> [About this task]: Lines from the start of the data through the line containing "inbound event, so" must be given again exactly. Leave the others out.

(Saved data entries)
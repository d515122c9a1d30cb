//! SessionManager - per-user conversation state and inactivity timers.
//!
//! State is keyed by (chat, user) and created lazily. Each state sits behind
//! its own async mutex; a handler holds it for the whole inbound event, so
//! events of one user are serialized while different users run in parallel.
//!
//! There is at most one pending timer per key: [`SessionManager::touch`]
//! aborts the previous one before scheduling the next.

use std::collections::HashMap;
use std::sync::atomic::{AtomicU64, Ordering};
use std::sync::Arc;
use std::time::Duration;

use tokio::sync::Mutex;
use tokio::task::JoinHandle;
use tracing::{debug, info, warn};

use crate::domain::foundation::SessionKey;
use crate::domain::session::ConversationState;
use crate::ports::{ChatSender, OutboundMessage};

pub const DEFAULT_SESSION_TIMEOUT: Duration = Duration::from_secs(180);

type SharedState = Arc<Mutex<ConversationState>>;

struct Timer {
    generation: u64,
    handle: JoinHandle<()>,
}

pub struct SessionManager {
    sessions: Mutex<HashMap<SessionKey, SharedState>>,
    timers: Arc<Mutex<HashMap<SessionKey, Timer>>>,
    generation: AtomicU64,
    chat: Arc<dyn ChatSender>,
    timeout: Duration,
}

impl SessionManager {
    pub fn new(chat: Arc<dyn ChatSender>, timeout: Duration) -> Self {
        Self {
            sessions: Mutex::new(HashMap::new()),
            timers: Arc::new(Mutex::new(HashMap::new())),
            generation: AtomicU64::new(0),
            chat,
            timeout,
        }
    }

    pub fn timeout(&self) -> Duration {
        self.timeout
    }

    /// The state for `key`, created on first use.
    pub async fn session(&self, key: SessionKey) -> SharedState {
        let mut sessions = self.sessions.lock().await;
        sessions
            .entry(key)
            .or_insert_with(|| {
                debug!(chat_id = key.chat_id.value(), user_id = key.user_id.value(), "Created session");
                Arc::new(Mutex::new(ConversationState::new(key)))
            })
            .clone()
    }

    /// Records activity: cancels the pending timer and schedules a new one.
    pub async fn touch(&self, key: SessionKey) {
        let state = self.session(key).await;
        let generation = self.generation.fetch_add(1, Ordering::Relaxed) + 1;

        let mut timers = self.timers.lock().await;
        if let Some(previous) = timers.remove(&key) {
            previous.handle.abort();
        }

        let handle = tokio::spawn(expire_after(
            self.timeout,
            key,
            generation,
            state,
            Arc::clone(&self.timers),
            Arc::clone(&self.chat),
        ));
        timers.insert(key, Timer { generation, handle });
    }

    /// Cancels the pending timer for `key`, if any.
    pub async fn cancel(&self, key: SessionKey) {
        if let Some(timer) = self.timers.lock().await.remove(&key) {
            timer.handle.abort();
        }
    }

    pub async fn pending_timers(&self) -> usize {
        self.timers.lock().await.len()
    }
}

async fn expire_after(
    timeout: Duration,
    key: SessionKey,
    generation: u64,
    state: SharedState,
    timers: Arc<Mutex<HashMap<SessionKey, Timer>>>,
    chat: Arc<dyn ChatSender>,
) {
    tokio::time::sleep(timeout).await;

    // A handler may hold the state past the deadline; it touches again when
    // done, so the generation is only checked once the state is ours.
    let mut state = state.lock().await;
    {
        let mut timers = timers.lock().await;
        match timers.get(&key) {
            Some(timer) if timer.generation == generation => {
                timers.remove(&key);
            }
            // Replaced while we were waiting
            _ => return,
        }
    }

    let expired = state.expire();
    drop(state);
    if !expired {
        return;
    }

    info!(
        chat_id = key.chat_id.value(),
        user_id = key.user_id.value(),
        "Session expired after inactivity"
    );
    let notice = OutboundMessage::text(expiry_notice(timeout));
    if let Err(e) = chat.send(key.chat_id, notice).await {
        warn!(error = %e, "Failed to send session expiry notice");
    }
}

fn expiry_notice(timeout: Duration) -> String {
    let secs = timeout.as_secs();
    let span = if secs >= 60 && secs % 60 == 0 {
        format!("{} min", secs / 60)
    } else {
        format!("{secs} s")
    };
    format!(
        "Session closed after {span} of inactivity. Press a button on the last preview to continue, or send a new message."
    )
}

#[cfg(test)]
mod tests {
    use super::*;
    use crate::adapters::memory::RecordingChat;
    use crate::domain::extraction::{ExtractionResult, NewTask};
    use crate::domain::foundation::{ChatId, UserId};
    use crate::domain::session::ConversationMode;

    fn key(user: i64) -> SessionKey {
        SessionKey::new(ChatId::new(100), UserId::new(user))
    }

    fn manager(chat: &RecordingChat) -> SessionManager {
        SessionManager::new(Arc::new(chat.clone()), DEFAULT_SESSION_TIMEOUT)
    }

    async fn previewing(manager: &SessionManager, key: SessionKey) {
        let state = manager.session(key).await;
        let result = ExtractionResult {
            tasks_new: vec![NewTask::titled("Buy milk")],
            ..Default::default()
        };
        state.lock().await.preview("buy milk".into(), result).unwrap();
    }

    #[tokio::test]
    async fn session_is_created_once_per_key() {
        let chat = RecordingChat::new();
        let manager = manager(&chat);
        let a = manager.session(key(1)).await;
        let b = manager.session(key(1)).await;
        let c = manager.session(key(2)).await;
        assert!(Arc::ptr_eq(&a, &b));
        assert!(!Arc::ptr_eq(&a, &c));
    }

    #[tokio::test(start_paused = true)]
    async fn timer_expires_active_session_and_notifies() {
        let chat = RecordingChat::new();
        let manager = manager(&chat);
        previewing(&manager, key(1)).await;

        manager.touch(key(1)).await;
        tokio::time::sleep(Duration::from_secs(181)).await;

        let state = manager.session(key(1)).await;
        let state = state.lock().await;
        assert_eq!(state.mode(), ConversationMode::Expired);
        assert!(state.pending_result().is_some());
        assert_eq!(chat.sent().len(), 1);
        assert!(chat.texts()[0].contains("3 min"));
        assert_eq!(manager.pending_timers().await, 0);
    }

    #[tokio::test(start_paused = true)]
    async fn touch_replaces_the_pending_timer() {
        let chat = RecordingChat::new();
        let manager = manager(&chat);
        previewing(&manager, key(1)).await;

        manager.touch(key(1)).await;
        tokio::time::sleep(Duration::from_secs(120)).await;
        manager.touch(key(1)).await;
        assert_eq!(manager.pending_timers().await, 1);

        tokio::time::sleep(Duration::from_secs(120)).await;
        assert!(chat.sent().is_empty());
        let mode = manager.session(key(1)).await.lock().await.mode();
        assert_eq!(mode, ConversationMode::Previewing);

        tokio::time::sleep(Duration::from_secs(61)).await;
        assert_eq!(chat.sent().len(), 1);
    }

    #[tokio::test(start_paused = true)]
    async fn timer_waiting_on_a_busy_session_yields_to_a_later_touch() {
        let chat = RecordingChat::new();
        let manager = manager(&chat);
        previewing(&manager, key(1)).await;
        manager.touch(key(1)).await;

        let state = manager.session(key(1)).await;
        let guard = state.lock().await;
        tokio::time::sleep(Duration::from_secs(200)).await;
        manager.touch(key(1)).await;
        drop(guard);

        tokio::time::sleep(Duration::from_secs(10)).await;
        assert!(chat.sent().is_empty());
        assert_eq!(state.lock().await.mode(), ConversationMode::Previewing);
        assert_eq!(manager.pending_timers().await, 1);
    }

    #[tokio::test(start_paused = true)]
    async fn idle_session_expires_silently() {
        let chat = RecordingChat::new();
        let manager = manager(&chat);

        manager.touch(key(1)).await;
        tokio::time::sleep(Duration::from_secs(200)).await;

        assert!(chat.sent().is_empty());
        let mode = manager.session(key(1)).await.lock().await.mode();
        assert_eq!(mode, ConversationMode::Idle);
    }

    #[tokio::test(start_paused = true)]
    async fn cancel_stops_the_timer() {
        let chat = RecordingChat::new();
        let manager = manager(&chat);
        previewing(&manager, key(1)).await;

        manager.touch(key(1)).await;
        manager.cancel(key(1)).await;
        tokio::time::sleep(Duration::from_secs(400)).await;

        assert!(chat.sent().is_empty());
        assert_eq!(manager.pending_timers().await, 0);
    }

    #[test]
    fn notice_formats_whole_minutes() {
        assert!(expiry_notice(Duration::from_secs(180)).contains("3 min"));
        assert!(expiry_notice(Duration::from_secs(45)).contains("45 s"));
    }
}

> [Answer box]:
repository d515122c9a1d30cb
//! SessionManager - per-user conversation state and inactivity timers.
//!
//! State is keyed by (chat, user) and created lazily. Each state sits behind
//! its own async mutex; a handler holds it for the whole inbound event, so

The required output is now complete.